Richard William Pitino (born September 16, 1982) is an American college basketball coach. He is currently the head coach of the New Mexico Lobos men's basketball team. From 2013 to 2021, he was head coach of the University of Minnesota Golden Gophers men's basketball team. He is the son of Iona head coach Rick Pitino. After attending St. Sebastian's School in Needham, Massachusetts, Richard Pitino earned a Bachelor of Arts degree in history at Providence College in 2005. During his time at Providence, Pitino was the manager for the Friars men's basketball team under Tim Welsh. For two years, he also served as an assistant basketball coach for Saint Andrew's School in nearby Barrington, Rhode Island.

Assistant coaching career

In 2004–2005, he worked as an administrative assistant under Tom Herrion at the College of Charleston. In 2005, he was hired by coach Ron Everhart to serve as assistant coach at Northeastern University and followed Everhart to Duquesne University the following year. He was hired on at Louisville in October.  In his first stint with the Cardinals, he helped them advance to back-to-back NCAA Elite Eight appearances.

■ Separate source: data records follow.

//! Streaming parser for concatenated JSON values.

use serde_json::{Deserializer, Value};

use crate::error::{SyncError, SyncResult};

/// Parse every JSON value in `text`, in order.
///
/// A dump written with `--jsonArray` arrives as a single top-level array;
/// when the whole dump is one array its elements are returned as
/// individual values. An array among other values is kept as one value.
pub fn parse_stream(text: &str) -> SyncResult<Vec<Value>> {
    let mut values = Vec::new();
    let mut stream = Deserializer::from_str(text).into_iter::<Value>();

    while let Some(next) = stream.next() {
        match next {
            Ok(value) => values.push(value),
            Err(e) => {
                return Err(SyncError::parse(format!(
                    "record {} at byte {}: {}",
                    values.len() + 1,
                    stream.byte_offset(),
                    e
                )));
            }
        }
    }

    if let [Value::Array(_)] = values.as_slice() {
        if let Some(Value::Array(items)) = values.pop() {
            return Ok(items);
        }
    }

    Ok(values)
}

#[cfg(test)]
mod tests {
    use super::*;
    use serde_json::json;

    #[test]
    fn test_parse_stream_ndjson() {
        let text = "{\"id\":\"a\"}\n{\"id\":\"b\"}\n{\"id\":\"c\"}\n";
        let values = parse_stream(text).unwrap();
        assert_eq!(values, vec![json!({"id": "a"}), json!({"id": "b"}), json!({"id": "c"})]);
    }

    #[test]
    fn test_parse_stream_ignores_layout() {
        let text = "{\"id\":\"a\"}{\"id\":\"b\"}\r\n\r\n  {\n  \"id\": \"c\"\n}";
        assert_eq!(parse_stream(text).unwrap().len(), 3);
    }

    #[test]
    fn test_parse_stream_escaped_boundary_in_string() {
        // The value contains `}` newline `{` as escaped JSON text.
        let text = "{\"id\":\"a\",\"body\":\"x}\\n{y\"}\n{\"id\":\"b\"}\n";
        let values = parse_stream(text).unwrap();
        assert_eq!(values.len(), 2);
        assert_eq!(values[0]["body"], json!("x}\n{y"));
    }

    #[test]
    fn test_parse_stream_json_array() {
        let text = "[{\"id\":\"a\"},{\"id\":\"b\"}]";
        assert_eq!(parse_stream(text).unwrap().len(), 2);
    }

    #[test]
    fn test_parse_stream_array_among_records_is_one_value() {
        let text = "[{\"id\":\"a\"},{\"id\":\"b\"}]\n{\"id\":\"c\"}\n";
        let values = parse_stream(text).unwrap();
        assert_eq!(values.len(), 2);
        assert!(values[0].is_array());
        assert_eq!(values[1], json!({"id": "c"}));
    }

    #[test]
    fn test_parse_stream_error_index_counts_dump_values() {
        let text = "[1, 2, 3]\n{\"id\":\"b\"}\n{\"id\": }\n";
        let err = parse_stream(text).unwrap_err();
        assert!(err.to_string().contains("record 3"), "{err}");
    }

    #[test]
    fn test_parse_stream_empty() {
        assert!(parse_stream("").unwrap().is_empty());
        assert!(parse_stream("\n\n").unwrap().is_empty());
    }

    #[test]
    fn test_parse_stream_reports_position() {
        let text = "{\"id\":\"a\"}\n{\"id\": }\n";
        let err = parse_stream(text).unwrap_err();
        assert!(err.to_string().contains("record 2"));
    }
}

He left the University of Louisville and accepted a position to work under Billy Donovan at the University of Florida on April 17, 2009. During his time at Florida, they advanced to two NCAA tournaments including one Elite Eight appearance in 2010.

He left Florida on April 12, 2011, to become the associate head coach at Louisville. In his second stint at the school he helped the Cardinals advance to the NCAA Final Four and finish with a 30–10 overall record.

Head coaching career

FIU
Pitino left his position as the associate head coach at Louisville to become the head coach at FIU on April 15, 2012, replacing Isiah Thomas.
  With only six players remaining from the previous season, and not all of them on scholarship, Pitino cobbled together a team and coached a high-pressure defense that finished eighth in the nation in steals. He was able to compile an 18–14 record (11–9 in the Sun Belt conference) in his first season as head coach.  This was FIU's first winning season since 1999–2000 and most wins overall since 1997–98.  His FIU team also had the best conference record in school history. Additionally, FIU reached the Sun Belt Tournament Title game as a four seed, before falling to Western Kentucky in the tournament championship game, 65–63.

Minnesota
On April 3, 2013, despite having only one year of head coaching experience at FIU, Pitino was hired to become the 17th head coach in University of Minnesota history, replacing Tubby Smith.

On April 1, 2014, in Pitino's first season at Minnesota, the Golden Gophers defeated Florida State University 67–64 in overtime in the NIT semifinals, breaking a school record with its 24th win of the season. On April 3, 2014, exactly one year to the date he was hired, Pitino won his first NIT Championship by defeating coach Larry Brown's SMU team 65–63, securing a school record 25th win. The win was the Gophers first NIT championship since 1998 - although that was vacated in 1999 - and their first "official" NIT title since 1993.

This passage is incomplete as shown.